Characterization and Growth of Polymorphic Rickettsia felis in a Tick Cell Line

Department of Pathobiological Sciences, Louisiana State University, School of Veterinary Medicine, Skip Bertman Drive, SVM-3213, Baton Rouge, Louisiana 70803; Department of Comparative Biomedical Sciences, Louisiana State University, School of Veterinary Medicine, Skip Bertman Drive, Baton Rouge, Louisiana 70803; Department of Technology and Industries, Faculty of Science and Technology, Prince of Songkla University, Pattani 94000, Thailand

^* To whom correspondence should be addressed. Email: kmacaluso{at}vetmed.lsu.edu.

	Abstract

Morphological differentiation in some arthropod-borne bacteria is correlated to increased bacterial virulence, transmission potential, and/or as a response to environmental stress. In the current study, we utilized an in vitro model to examine Rickettsia felis morphology and growth under varying culture conditions and bacterial densities to identify potential factors that contribute to polymorphism in rickettsiae. We utilized microscopy (electron microscopy and immunofluorescence), genomic (PCR amplification and DNA sequencing of rickettsial genes), and proteomic (western blotting and LC-MS/MS) techniques to identify and characterize morphologically distinct, long-form R. felis.
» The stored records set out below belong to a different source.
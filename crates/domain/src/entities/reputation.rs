//! Reputation entity - relationship record toward one faction
//!
//! The discrete level lives in [`ReputationLevel`]; this record binds it to
//! an owning organization and tracks the version counter.

use serde::{Deserialize, Serialize};

use crate::value_objects::{ReputationLevel, Standing};
use crate::{DomainError, OrganizationId, ReputationId};

#[derive(Debug, Clone, PartialEq, Serialize, Deserialize)]
#[serde(rename_all = "camelCase")]
pub struct Reputation {
    id: ReputationId,
    organization_id: OrganizationId,
    name: String,
    description: String,
    level: ReputationLevel,
    version: u32,
}

impl Reputation {
    /// Create a reputation record bound to its owning organization.
    ///
    /// # Errors
    ///
    /// Returns a validation error if the faction `name` is empty.
    pub fn new(
        organization_id: OrganizationId,
        name: impl Into<String>,
        level: ReputationLevel,
    ) -> Result<Self, DomainError> {
        let name = name.into();
        if name.trim().is_empty() {
            return Err(DomainError::validation("Faction name cannot be empty"));
        }
        Ok(Self {
            id: ReputationId::new(),
            organization_id,
            name,
            description: String::new(),
            level,
            version: 1,
        })
    }

    pub fn with_description(mut self, description: impl Into<String>) -> Self {
        self.description = description.into();
        self
    }

    pub fn id(&self) -> ReputationId {
        self.id
    }

    pub fn organization_id(&self) -> OrganizationId {
        self.organization_id
    }

    pub fn name(&self) -> &str {
        &self.name
    }

    pub fn description(&self) -> &str {
        &self.description
    }

    pub fn level(&self) -> ReputationLevel {
        self.level
    }

    pub fn version(&self) -> u32 {
        self.version
    }

    // Derived values, always recomputed from the level.

    pub fn modifier(&self) -> i32 {
        self.level.modifier()
    }

    pub fn standing(&self) -> Standing {
        self.level.standing()
    }

    pub fn can_trade(&self) -> bool {
        self.level.can_trade()
    }

    pub fn can_request_aid(&self) -> bool {
        self.level.can_request_aid()
    }

    pub fn can_form_alliance(&self) -> bool {
        self.level.can_form_alliance()
    }

    pub fn set_name(&mut self, name: impl Into<String>) -> Result<(), DomainError> {
        let name = name.into();
        if name.trim().is_empty() {
            return Err(DomainError::validation("Faction name cannot be empty"));
        }
        self.name = name;
        self.version += 1;
        Ok(())
    }

    pub fn set_description(&mut self, description: impl Into<String>) {
        self.description = description.into();
        self.version += 1;
    }

    /// Move one level up.
    ///
    /// # Errors
    ///
    /// Declined (no mutation, no version bump) when already at Allied.
    pub fn improve(&mut self) -> Result<ReputationLevel, DomainError> {
        match self.level.improved() {
            Some(level) => {
                self.level = level;
                self.version += 1;
                Ok(level)
            }
            None => Err(DomainError::invalid_state_transition(format!(
                "Reputation with '{}' is already Allied",
                self.name
            ))),
        }
    }

    /// Move one level down.
    ///
    /// # Errors
    ///
    /// Declined when already at Enemies.
    pub fn worsen(&mut self) -> Result<ReputationLevel, DomainError> {
        match self.level.worsened() {
            Some(level) => {
                self.level = level;
                self.version += 1;
                Ok(level)
            }
            None => Err(DomainError::invalid_state_transition(format!(
                "Reputation with '{}' is already Enemies",
                self.name
            ))),
        }
    }

    /// Set the level directly.
    pub fn set_level(&mut self, level: ReputationLevel) {
        self.level = level;
        self.version += 1;
    }
}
Without exchange of host cell growth medium, polymorphic R. felis was detected at 12 days post-inoculation when rickettsiae were seeded at a multiplicity of infection (MOI) of 5 and 50. Compared to short-form R. felis, no change in membrane ultrastructure in long-form polymorphic rickettsiae was observed and rickettsiae were up to six times the length of typical short-form rickettsiae. In vitro assays demonstrated that short-form R. felis entered into and replicated in host cells faster than long-form R. felis. However, when both short- and long-form R. felis were maintained in cell-free media for 12 days, the infectivity of short-form R. felis was decreased compared to long-form R. felis which were capable of entering host cells, suggesting that long-form R. felis is more stable outside the host cell. The relationship between rickettsial polymorphism and rickettsial survivorship should be examined further as the yet undetermined route of horizontal transmission of R. felis may utilize metabolically and morphologically distinct forms for successful transmission.